-- Dataset entries --
----------

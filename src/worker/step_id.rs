//! Step identifier generation
//!
//! Every transformed message carries a `step_id` in the shape
//! `step-xxxxxxxx-xxxx-xxxx-xxxx-xxxxxxxxxxxx` (lowercase hex groups of
//! byte widths 4-2-2-2-6). The shape is UUID-like but no variant/version
//! bits are set. Generation goes through a trait so tests can inject a
//! deterministic source while production draws from the OS RNG.

use rand::rngs::OsRng;
use rand::RngCore;

/// Injected source of step identifiers
pub trait StepIdGenerator: Send + Sync {
    fn step_id(&self) -> String;
}

/// Production generator backed by a cryptographically secure source
#[derive(Debug, Default)]
pub struct RandomStepIds;

impl StepIdGenerator for RandomStepIds {
    fn step_id(&self) -> String {
        let mut bytes = [0u8; 16];
        OsRng.fill_bytes(&mut bytes);
        format_step_id(&bytes)
    }
}

/// Format 16 raw bytes as a step identifier
pub fn format_step_id(bytes: &[u8; 16]) -> String {
    format!(
        "step-{}-{}-{}-{}-{}",
        hex(&bytes[0..4]),
        hex(&bytes[4..6]),
        hex(&bytes[6..8]),
        hex(&bytes[8..10]),
        hex(&bytes[10..16])
    )
}

fn hex(bytes: &[u8]) -> String {
    bytes.iter().map(|b| format!("{b:02x}")).collect()
}

/// Check the `step-` prefix and the 8-4-4-4-12 lowercase hex group shape
pub fn is_valid_step_id(step_id: &str) -> bool {
    let Some(rest) = step_id.strip_prefix("step-") else {
        return false;
    };
    let groups: Vec<&str> = rest.split('-').collect();
    if groups.len() != 5 {
        return false;
    }
    let expected = [8, 4, 4, 4, 12];
    groups.iter().zip(expected).all(|(group, len)| {
        group.len() == len
            && group
                .chars()
                .all(|c| c.is_ascii_hexdigit() && !c.is_ascii_uppercase())
    })
}

#[cfg(test)]
mod tests {
    use super::*;
    use std::collections::HashSet;

    #[test]
    fn formatted_ids_have_the_expected_shape() {
        let id = format_step_id(&[0xde, 0xad, 0xbe, 0xef, 0, 1, 2, 3, 4, 5, 6, 7, 8, 9, 10, 11]);
        assert_eq!(id, "step-deadbeef-0001-0203-0405-060708090a0b");
        assert!(is_valid_step_id(&id));
    }

    #[test]
    fn random_ids_are_valid_and_unique() {
        let generator = RandomStepIds;
        let ids: HashSet<String> = (0..100).map(|_| generator.step_id()).collect();
        assert_eq!(ids.len(), 100);
        for id in &ids {
            assert!(is_valid_step_id(id), "unexpected step id shape: {id}");
        }
    }

    #[test]
    fn shape_check_rejects_malformed_ids() {
        assert!(!is_valid_step_id("deadbeef-0001-0203-0405-060708090a0b"));
        assert!(!is_valid_step_id("step-DEADBEEF-0001-0203-0405-060708090a0b"));
        assert!(!is_valid_step_id("step-dead-0001-0203-0405-060708090a0b"));
        assert!(!is_valid_step_id("step-deadbeef-0001-0203-0405"));
    }
}
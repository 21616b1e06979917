//! Task store abstraction and backends
//!
//! The pipeline records three kinds of task state per message id: a
//! lifecycle status, the serialized result artifact, and (on failure) the
//! raw error text. A small string cache rides along for thread-id lookups.
//! All writes are best-effort from the pipeline's point of view: callers
//! log store errors and move on, they never fail a message over them.
//!
//! ## NATS Backend
//!
//! [`NatsTaskStore`] keeps the state in three JetStream key-value buckets:
//!
//! - `{prefix}-task-status` — status and error keys, status TTL
//! - `{prefix}-task-results` — result artifacts, result TTL
//! - `{prefix}-cache` — string cache, cache TTL
//!
//! TTLs are enforced per bucket via `max_age`, which is why status/error
//! and results live in separate buckets. Key characters outside the NATS
//! key alphabet are sanitized to `_`.

use async_trait::async_trait;
use bytes::Bytes;
use dashmap::DashMap;
use std::sync::atomic::{AtomicBool, Ordering};
use std::time::Duration;
use tracing::debug;

use async_nats::jetstream::{self, kv};

use crate::config::StoreConfig;
use crate::models::TaskStatus;
use crate::{GatewayError, Result};

/// Task state writes and the string cache, as the pipeline consumes them
#[async_trait]
pub trait TaskStore: Send + Sync {
    /// Write the lifecycle status for a message id
    async fn set_task_status(&self, message_id: &str, status: TaskStatus) -> Result<()>;

    /// Write the serialized result artifact for a message id
    async fn set_task_result(&self, message_id: &str, result: &str) -> Result<()>;

    /// Write the raw error text for a failed message id
    async fn set_task_error(&self, message_id: &str, error: &str) -> Result<()>;

    /// Read a cached string value
    async fn get_cached_string(&self, key: &str) -> Result<Option<String>>;

    /// Write a cached string value
    async fn set_cached_string(&self, key: &str, value: &str) -> Result<()>;
}

/// Map arbitrary ids onto the NATS key alphabet
fn sanitize_key(raw: &str) -> String {
    raw.chars()
        .map(|c| {
            if c.is_ascii_alphanumeric() || matches!(c, '-' | '_' | '.' | '/' | '=') {
                c
            } else {
                '_'
            }
        })
        .collect()
}

fn status_key(message_id: &str) -> String {
    format!("status.{}", sanitize_key(message_id))
}

fn error_key(message_id: &str) -> String {
    format!("error.{}", sanitize_key(message_id))
}

fn result_key(message_id: &str) -> String {
    format!("message.{}", sanitize_key(message_id))
}

fn cache_key(key: &str) -> String {
    format!("cache.{}", sanitize_key(key))
}

/// JetStream key-value implementation of [`TaskStore`]
pub struct NatsTaskStore {
    status: kv::Store,
    results: kv::Store,
    cache: kv::Store,
}

impl NatsTaskStore {
    /// Create (or open) the three buckets this store needs
    pub async fn connect(js: &jetstream::Context, config: &StoreConfig) -> Result<Self> {
        let status = Self::bucket(
            js,
            format!("{}-task-status", config.bucket_prefix),
            config.task_status_ttl(),
        )
        .await?;
        let results = Self::bucket(
            js,
            format!("{}-task-results", config.bucket_prefix),
            config.task_result_ttl(),
        )
        .await?;
        let cache = Self::bucket(
            js,
            format!("{}-cache", config.bucket_prefix),
            config.cache_ttl(),
        )
        .await?;

        Ok(Self {
            status,
            results,
            cache,
        })
    }

    async fn bucket(js: &jetstream::Context, name: String, ttl: Duration) -> Result<kv::Store> {
        // create_key_value is not idempotent across config changes, so fall
        // back to opening an existing bucket as-is
        match js
            .create_key_value(kv::Config {
                bucket: name.clone(),
                history: 1,
                max_age: ttl,
                ..Default::default()
            })
            .await
        {
            Ok(store) => Ok(store),
            Err(create_err) => js.get_key_value(&name).await.map_err(|open_err| {
                GatewayError::Storage(anyhow::anyhow!(
                    "failed to create bucket {name}: {create_err}; open also failed: {open_err}"
                ))
            }),
        }
    }

    async fn put(store: &kv::Store, key: String, value: &str) -> Result<()> {
        store
            .put(key.as_str(), Bytes::from(value.to_owned()))
            .await
            .map_err(|e| GatewayError::Storage(anyhow::anyhow!("kv put {key}: {e}")))?;
        Ok(())
    }
}

#[async_trait]
impl TaskStore for NatsTaskStore {
    async fn set_task_status(&self, message_id: &str, status: TaskStatus) -> Result<()> {
        debug!(message_id, status = %status, "writing task status");
        Self::put(&self.status, status_key(message_id), status.as_str()).await
    }

    async fn set_task_result(&self, message_id: &str, result: &str) -> Result<()> {
        debug!(message_id, result_length = result.len(), "writing task result");
        Self::put(&self.results, result_key(message_id), result).await
    }

    async fn set_task_error(&self, message_id: &str, error: &str) -> Result<()> {
        debug!(message_id, "writing task error");
        Self::put(&self.status, error_key(message_id), error).await
    }

    async fn get_cached_string(&self, key: &str) -> Result<Option<String>> {
        let entry = self
            .cache
            .get(cache_key(key))
            .await
            .map_err(|e| GatewayError::Storage(anyhow::anyhow!("kv get {key}: {e}")))?;
        Ok(entry.map(|bytes| String::from_utf8_lossy(&bytes).into_owned()))
    }

    async fn set_cached_string(&self, key: &str, value: &str) -> Result<()> {
        Self::put(&self.cache, cache_key(key), value).await
    }
}

/// In-memory implementation of [`TaskStore`] for development and testing.
///
/// Status writes are kept as a history per message id so tests can assert
/// ordering (`processing` before the terminal status). `fail_writes` makes
/// every write error, exercising the pipeline's best-effort policy.
#[derive(Debug, Default)]
pub struct InMemoryStore {
    statuses: DashMap<String, Vec<TaskStatus>>,
    results: DashMap<String, String>,
    errors: DashMap<String, String>,
    cache: DashMap<String, String>,
    fail_writes: AtomicBool,
}

impl InMemoryStore {
    pub fn new() -> Self {
        Self::default()
    }

    /// Make all subsequent writes fail
    pub fn fail_writes(&self, fail: bool) {
        self.fail_writes.store(fail, Ordering::SeqCst);
    }

    pub fn status_history(&self, message_id: &str) -> Vec<TaskStatus> {
        self.statuses
            .get(message_id)
            .map(|entry| entry.clone())
            .unwrap_or_default()
    }

    pub fn last_status(&self, message_id: &str) -> Option<TaskStatus> {
        self.status_history(message_id).last().copied()
    }

    pub fn result(&self, message_id: &str) -> Option<String> {
        self.results.get(message_id).map(|entry| entry.clone())
    }

    pub fn error(&self, message_id: &str) -> Option<String> {
        self.errors.get(message_id).map(|entry| entry.clone())
    }

    fn check_failure(&self) -> Result<()> {
        if self.fail_writes.load(Ordering::SeqCst) {
            Err(GatewayError::Storage(anyhow::anyhow!(
                "simulated store failure"
            )))
        } else {
            Ok(())
        }
    }
}

#[async_trait]
impl TaskStore for InMemoryStore {
    async fn set_task_status(&self, message_id: &str, status: TaskStatus) -> Result<()> {
        self.check_failure()?;
        self.statuses
            .entry(message_id.to_string())
            .or_default()
            .push(status);
        Ok(())
    }

    async fn set_task_result(&self, message_id: &str, result: &str) -> Result<()> {
        self.check_failure()?;
        self.results
            .insert(message_id.to_string(), result.to_string());
        Ok(())
    }

    async fn set_task_error(&self, message_id: &str, error: &str) -> Result<()> {
        self.check_failure()?;
        self.errors
            .insert(message_id.to_string(), error.to_string());
        Ok(())
    }

    async fn get_cached_string(&self, key: &str) -> Result<Option<String>> {
        Ok(self.cache.get(key).map(|entry| entry.clone()))
    }

    async fn set_cached_string(&self, key: &str, value: &str) -> Result<()> {
        self.check_failure()?;
        self.cache.insert(key.to_string(), value.to_string());
        Ok(())
    }
}
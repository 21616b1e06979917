//! Typed schema for the engine's raw reply
//!
//! The engine returns JSON text whose shape is only loosely guaranteed:
//! `output.messages` may be absent, a single object, or a sequence, and
//! every field on an individual message is optional. Instead of navigating
//! untyped maps throughout the transform step, the payload is validated
//! once here at the parse boundary and the rest of the pipeline works with
//! these structs.
//!
//! Parsing policy:
//! - a payload that is not JSON at all is a [`GatewayError::ResponseParse`]
//! - a missing or non-object `output` is a [`GatewayError::ResponseFormat`]
//! - entries under `output.messages` that are not objects are skipped with
//!   a warning; they never fail the whole reply
//! - a wrong-typed field inside an object entry (a `null` tool-call list,
//!   a numeric `type`) falls back to its default; the entry is kept

use serde::Deserialize;
use serde_json::Value;
use tracing::warn;

use crate::{GatewayError, Result};

/// Top-level engine reply. Only `output` matters; everything else in the
/// payload is ignored.
#[derive(Debug, Clone, Deserialize)]
pub struct EngineReply {
    pub output: EngineOutput,
}

/// The `output` object of an engine reply
#[derive(Debug, Clone, Default, Deserialize)]
pub struct EngineOutput {
    /// Absent, a single message object, or a sequence of them
    #[serde(default)]
    pub messages: Option<Value>,
}

/// Treat a wrong-typed field as absent instead of failing the entry.
///
/// Mirrors the per-field tolerance of the transform step: a message whose
/// `tool_calls` is `null` or whose `type` is a number still goes through,
/// the offending field just falls back to its default.
fn lenient<'de, D, T>(deserializer: D) -> std::result::Result<T, D::Error>
where
    D: serde::Deserializer<'de>,
    T: serde::de::DeserializeOwned + Default,
{
    let value = Value::deserialize(deserializer)?;
    Ok(serde_json::from_value(value).unwrap_or_default())
}

/// Like [`lenient`], but element-wise: non-object entries in a tool-call
/// list are skipped, anything that is not a list becomes empty.
fn lenient_tool_calls<'de, D>(deserializer: D) -> std::result::Result<Vec<RawToolCall>, D::Error>
where
    D: serde::Deserializer<'de>,
{
    let value = Value::deserialize(deserializer)?;
    let Value::Array(items) = value else {
        return Ok(Vec::new());
    };
    Ok(items
        .into_iter()
        .filter_map(|item| serde_json::from_value(item).ok())
        .collect())
}

/// One raw message entry produced by the engine
#[derive(Debug, Clone, Default, Deserialize)]
pub struct RawEngineMessage {
    #[serde(default)]
    pub id: Option<Value>,
    #[serde(default)]
    pub name: Option<Value>,
    /// Engine role tag: `human`, `ai`, or `tool`
    #[serde(default, rename = "type", deserialize_with = "lenient")]
    pub role: Option<String>,
    #[serde(default)]
    pub content: Option<Value>,
    #[serde(default, deserialize_with = "lenient_tool_calls")]
    pub tool_calls: Vec<RawToolCall>,
    #[serde(default)]
    pub tool_call_id: Option<Value>,
    #[serde(default, deserialize_with = "lenient")]
    pub response_metadata: Option<RawResponseMetadata>,
}

/// A tool invocation requested by the engine
#[derive(Debug, Clone, Default, Deserialize)]
pub struct RawToolCall {
    #[serde(default)]
    pub id: Option<Value>,
    #[serde(default)]
    pub name: Option<Value>,
    #[serde(default)]
    pub args: Option<Value>,
}

/// Nested response metadata carried on assistant messages
#[derive(Debug, Clone, Default, Deserialize)]
pub struct RawResponseMetadata {
    #[serde(default)]
    pub model_name: Option<Value>,
    #[serde(default)]
    pub finish_reason: Option<Value>,
    #[serde(default)]
    pub avg_logprobs: Option<Value>,
    #[serde(default, deserialize_with = "lenient")]
    pub usage_metadata: Option<RawUsageMetadata>,
}

/// Token accounting as the engine reports it, before renaming
#[derive(Debug, Clone, Default, Deserialize)]
pub struct RawUsageMetadata {
    #[serde(default)]
    pub input_tokens: Option<Value>,
    #[serde(default)]
    pub output_tokens: Option<Value>,
    #[serde(default)]
    pub total_tokens: Option<Value>,
    #[serde(default, deserialize_with = "lenient")]
    pub output_token_details: Option<RawOutputTokenDetails>,
    #[serde(default, deserialize_with = "lenient")]
    pub input_token_details: Option<RawInputTokenDetails>,
}

#[derive(Debug, Clone, Default, Deserialize)]
pub struct RawOutputTokenDetails {
    #[serde(default)]
    pub reasoning: Option<Value>,
}

#[derive(Debug, Clone, Default, Deserialize)]
pub struct RawInputTokenDetails {
    #[serde(default)]
    pub cache_read: Option<Value>,
}

impl EngineReply {
    /// Parse the raw engine payload after stripping formatting noise.
    ///
    /// Upstream serialization sometimes embeds literal newlines inside the
    /// JSON text, so `\n`/`\r` are removed and the payload trimmed before
    /// parsing.
    pub fn from_raw_content(content: &str) -> Result<Self> {
        let cleaned = content.replace(['\n', '\r'], "");
        let cleaned = cleaned.trim();

        let value: Value = serde_json::from_str(cleaned)
            .map_err(|e| GatewayError::ResponseParse(e.to_string()))?;

        let output = value
            .get("output")
            .ok_or_else(|| GatewayError::ResponseFormat("missing 'output' field".to_string()))?;
        if !output.is_object() {
            return Err(GatewayError::ResponseFormat(
                "'output' is not an object".to_string(),
            ));
        }

        let output: EngineOutput = serde_json::from_value(output.clone())
            .map_err(|e| GatewayError::ResponseFormat(e.to_string()))?;

        Ok(EngineReply { output })
    }
}

impl EngineOutput {
    /// Normalize `messages` to a sequence, skipping non-object entries.
    pub fn message_list(&self) -> Vec<RawEngineMessage> {
        let entries: Vec<Value> = match &self.messages {
            None => {
                warn!("no 'messages' field in engine output, using empty list");
                Vec::new()
            }
            Some(Value::Array(items)) => items.clone(),
            Some(single) => vec![single.clone()],
        };

        entries
            .into_iter()
            .filter_map(|entry| {
                if !entry.is_object() {
                    warn!("skipping non-object entry in engine messages");
                    return None;
                }
                match serde_json::from_value::<RawEngineMessage>(entry) {
                    Ok(msg) => Some(msg),
                    Err(e) => {
                        warn!(error = %e, "skipping malformed engine message entry");
                        None
                    }
                }
            })
            .collect()
    }
}

#[cfg(test)]
mod tests {
    use super::*;

    #[test]
    fn parses_payload_with_embedded_newlines() {
        let raw = "{\n  \"output\": {\n    \"messages\": []\n  }\n}\n";
        let reply = EngineReply::from_raw_content(raw).unwrap();
        assert!(reply.output.message_list().is_empty());
    }

    #[test]
    fn missing_output_is_a_format_error() {
        let err = EngineReply::from_raw_content(r#"{"result": {}}"#).unwrap_err();
        assert!(matches!(err, GatewayError::ResponseFormat(_)));
    }

    #[test]
    fn non_object_output_is_a_format_error() {
        let err = EngineReply::from_raw_content(r#"{"output": [1, 2]}"#).unwrap_err();
        assert!(matches!(err, GatewayError::ResponseFormat(_)));
    }

    #[test]
    fn invalid_json_is_a_parse_error() {
        let err = EngineReply::from_raw_content("not json at all").unwrap_err();
        assert!(matches!(err, GatewayError::ResponseParse(_)));
    }

    #[test]
    fn single_message_object_becomes_one_element_list() {
        let raw = r#"{"output": {"messages": {"type": "ai", "content": "hi"}}}"#;
        let reply = EngineReply::from_raw_content(raw).unwrap();
        let list = reply.output.message_list();
        assert_eq!(list.len(), 1);
        assert_eq!(list[0].role.as_deref(), Some("ai"));
    }

    #[test]
    fn non_object_entries_are_skipped() {
        let raw = r#"{"output": {"messages": [{"type": "human", "content": "a"}, 42, "junk"]}}"#;
        let reply = EngineReply::from_raw_content(raw).unwrap();
        assert_eq!(reply.output.message_list().len(), 1);
    }

    #[test]
    fn null_tool_calls_does_not_drop_the_entry() {
        let raw = r#"{"output": {"messages": [
            {"type": "ai", "content": "hi", "tool_calls": null}
        ]}}"#;
        let reply = EngineReply::from_raw_content(raw).unwrap();
        let list = reply.output.message_list();
        assert_eq!(list.len(), 1);
        assert_eq!(list[0].role.as_deref(), Some("ai"));
        assert!(list[0].tool_calls.is_empty());
    }

    #[test]
    fn wrong_typed_fields_fall_back_to_defaults() {
        let raw = r#"{"output": {"messages": [
            {"type": 7, "content": "kept", "response_metadata": "oops"},
            {"type": "ai", "content": "hi", "tool_calls": [
                {"id": "c1", "name": "lookup", "args": {}},
                "not an object"
            ]},
            {"type": "ai", "content": "hi", "response_metadata": {"usage_metadata": []}}
        ]}}"#;
        let reply = EngineReply::from_raw_content(raw).unwrap();
        let list = reply.output.message_list();
        assert_eq!(list.len(), 3);

        assert!(list[0].role.is_none());
        assert!(list[0].response_metadata.is_none());
        assert_eq!(list[0].content, Some(serde_json::json!("kept")));

        assert_eq!(list[1].tool_calls.len(), 1);
        assert_eq!(list[1].tool_calls[0].name, Some(serde_json::json!("lookup")));

        assert!(list[2]
            .response_metadata
            .as_ref()
            .unwrap()
            .usage_metadata
            .is_none());
    }

    #[test]
    fn usage_metadata_nests_token_details() {
        let raw = r#"{"output": {"messages": [{
            "type": "ai",
            "content": "hi",
            "response_metadata": {
                "model_name": "gemini-2.0",
                "usage_metadata": {
                    "input_tokens": 10,
                    "output_tokens": 5,
                    "total_tokens": 15,
                    "output_token_details": {"reasoning": 3},
                    "input_token_details": {"cache_read": 2}
                }
            }
        }]}}"#;
        let reply = EngineReply::from_raw_content(raw).unwrap();
        let list = reply.output.message_list();
        let usage = list[0]
            .response_metadata
            .as_ref()
            .unwrap()
            .usage_metadata
            .as_ref()
            .unwrap();
        assert_eq!(usage.total_tokens, Some(serde_json::json!(15)));
        assert_eq!(
            usage.output_token_details.as_ref().unwrap().reasoning,
            Some(serde_json::json!(3))
        );
    }
}
//! Client-facing message schema
//!
//! The transformer projects every raw engine message onto
//! [`TransformedMessage`], a fixed field set the downstream API expects.
//! Several fields (`date`, `session_id`, `time_since_last_message`,
//! `sender_id`, `is_err`) are placeholders the engine does not provide and
//! are always serialized as `null`. Type-specific extras (`tool_call`,
//! tool-return fields) are only present on the matching message types.

use serde::{Deserialize, Serialize};
use serde_json::Value;

/// Client message type, derived from the engine's role tag
#[derive(Debug, Clone, Copy, PartialEq, Eq, Serialize, Deserialize)]
#[serde(rename_all = "snake_case")]
pub enum MessageType {
    UserMessage,
    AssistantMessage,
    ToolCallMessage,
    ToolReturnMessage,
}

/// Tool invocation details attached to `tool_call_message` entries
#[derive(Debug, Clone, Serialize, Deserialize)]
pub struct ToolCallInfo {
    pub name: Option<Value>,
    pub arguments: Option<Value>,
    pub tool_call_id: Option<Value>,
}

/// Tool result details attached to `tool_return_message` entries.
///
/// `stdout`/`stderr` are part of the client schema but the engine never
/// reports them, so they are emitted as explicit nulls.
#[derive(Debug, Clone, Serialize, Deserialize)]
pub struct ToolReturnInfo {
    pub tool_return: Option<Value>,
    pub status: String,
    pub tool_call_id: Option<Value>,
    pub stdout: Option<Value>,
    pub stderr: Option<Value>,
}

/// One normalized message unit in the client schema.
///
/// Created by the transformer, mutated exactly once by the content
/// formatter gate, immutable thereafter.
#[derive(Debug, Clone, Serialize, Deserialize)]
pub struct TransformedMessage {
    pub id: Option<Value>,
    pub date: Option<Value>,
    pub session_id: Option<Value>,
    pub time_since_last_message: Option<Value>,
    pub name: Option<Value>,
    /// Mirrors `id`; kept as a separate field for schema compatibility
    pub otid: Option<Value>,
    pub sender_id: Option<Value>,
    pub step_id: String,
    pub is_err: Option<Value>,
    pub model_name: Option<Value>,
    pub finish_reason: Option<Value>,
    pub avg_logprobs: Option<Value>,
    pub usage_metadata: Option<UsageMetadata>,
    pub message_type: MessageType,
    pub content: Option<Value>,
    #[serde(default, skip_serializing_if = "Option::is_none")]
    pub tool_call: Option<ToolCallInfo>,
    // Flattened Option: serializes nothing when None, so plain messages
    // carry no tool-return keys at all
    #[serde(flatten)]
    pub tool_return: Option<ToolReturnInfo>,
}

/// Token accounting in the client schema.
///
/// All counters are floating-point regardless of how the engine reported
/// them; the two detail counters are only present when the engine supplied
/// them.
#[derive(Debug, Clone, Serialize, Deserialize)]
pub struct UsageMetadata {
    pub prompt_token_count: Option<f64>,
    pub candidates_token_count: Option<f64>,
    pub total_token_count: Option<f64>,
    #[serde(default, skip_serializing_if = "Option::is_none")]
    pub thoughts_token_count: Option<f64>,
    #[serde(default, skip_serializing_if = "Option::is_none")]
    pub cached_content_token_count: Option<f64>,
}

/// Synthetic trailing record summarizing the exchange.
///
/// Exactly one is appended per processed message. Token counters are
/// zeroed (per-message accounting lives on the individual messages);
/// `agent_id` is blank until the orchestrator stamps it.
#[derive(Debug, Clone, Serialize, Deserialize)]
pub struct UsageStatistics {
    pub message_type: String,
    pub completion_tokens: u64,
    pub prompt_tokens: u64,
    pub total_tokens: u64,
    pub step_count: usize,
    pub steps_messages: Option<Value>,
    pub run_ids: Option<Value>,
    pub agent_id: String,
    pub processed_at: String,
    pub status: String,
    pub model_names: Vec<String>,
}

impl UsageStatistics {
    pub const MESSAGE_TYPE: &'static str = "usage_statistics";

    /// Build the trailing record for an exchange of `step_count` messages
    pub fn for_steps(step_count: usize) -> Self {
        Self {
            message_type: Self::MESSAGE_TYPE.to_string(),
            completion_tokens: 0,
            prompt_tokens: 0,
            total_tokens: 0,
            step_count,
            steps_messages: None,
            run_ids: None,
            agent_id: String::new(),
            processed_at: chrono::Utc::now().to_rfc3339(),
            status: "done".to_string(),
            model_names: Vec::new(),
        }
    }
}

/// One entry of the persisted message sequence: either a normalized chat
/// message or the trailing usage-statistics record.
#[derive(Debug, Clone, Serialize, Deserialize)]
#[serde(untagged)]
pub enum OutboundMessage {
    Chat(TransformedMessage),
    Usage(UsageStatistics),
}

impl OutboundMessage {
    pub fn as_chat(&self) -> Option<&TransformedMessage> {
        match self {
            OutboundMessage::Chat(msg) => Some(msg),
            OutboundMessage::Usage(_) => None,
        }
    }

    pub fn as_usage(&self) -> Option<&UsageStatistics> {
        match self {
            OutboundMessage::Usage(stats) => Some(stats),
            OutboundMessage::Chat(_) => None,
        }
    }
}

#[cfg(test)]
mod tests {
    use super::*;
    use serde_json::json;

    fn minimal_chat(message_type: MessageType) -> TransformedMessage {
        TransformedMessage {
            id: Some(json!("m1")),
            date: None,
            session_id: None,
            time_since_last_message: None,
            name: None,
            otid: Some(json!("m1")),
            sender_id: None,
            step_id: "step-deadbeef-dead-beef-dead-beefdeadbeef".to_string(),
            is_err: None,
            model_name: None,
            finish_reason: None,
            avg_logprobs: None,
            usage_metadata: None,
            message_type,
            content: Some(json!("hello")),
            tool_call: None,
            tool_return: None,
        }
    }

    #[test]
    fn placeholder_fields_serialize_as_null() {
        let msg = minimal_chat(MessageType::UserMessage);
        let value = serde_json::to_value(&msg).unwrap();
        let obj = value.as_object().unwrap();
        for key in ["date", "session_id", "time_since_last_message", "sender_id", "is_err"] {
            assert!(obj.contains_key(key), "missing placeholder field {key}");
            assert!(obj[key].is_null(), "{key} should be null");
        }
        // Type-specific extras are absent on plain messages
        assert!(!obj.contains_key("tool_call"));
        assert!(!obj.contains_key("tool_return"));
        assert!(!obj.contains_key("stdout"));
    }

    #[test]
    fn tool_return_fields_flatten_into_the_message() {
        let mut msg = minimal_chat(MessageType::ToolReturnMessage);
        msg.tool_return = Some(ToolReturnInfo {
            tool_return: Some(json!("result text")),
            status: "success".to_string(),
            tool_call_id: Some(json!("call-1")),
            stdout: None,
            stderr: None,
        });
        let value = serde_json::to_value(&msg).unwrap();
        let obj = value.as_object().unwrap();
        assert_eq!(obj["tool_return"], json!("result text"));
        assert_eq!(obj["status"], json!("success"));
        assert!(obj["stdout"].is_null());
        assert!(obj["stderr"].is_null());
    }

    #[test]
    fn outbound_round_trip_distinguishes_usage_record() {
        let messages = vec![
            OutboundMessage::Chat(minimal_chat(MessageType::AssistantMessage)),
            OutboundMessage::Usage(UsageStatistics::for_steps(1)),
        ];
        let json = serde_json::to_string(&messages).unwrap();
        let parsed: Vec<OutboundMessage> = serde_json::from_str(&json).unwrap();
        assert_eq!(parsed.len(), 2);
        assert!(parsed[0].as_chat().is_some());
        let usage = parsed[1].as_usage().unwrap();
        assert_eq!(usage.step_count, 1);
        assert_eq!(usage.message_type, UsageStatistics::MESSAGE_TYPE);
    }
}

----------

-- EXERCISE BRIEF --
Reproduce each line from the records that contains the word "kept".

-- RESPONSE FOR THIS EXERCISE --
/// Status writes are kept as a history per message id so tests can assert
//!   a numeric `type`) falls back to its default; the entry is kept
            {"type": 7, "content": "kept", "response_metadata": "oops"},
        assert_eq!(list[0].content, Some(serde_json::json!("kept")));
    /// Mirrors `id`; kept as a separate field for schema compatibility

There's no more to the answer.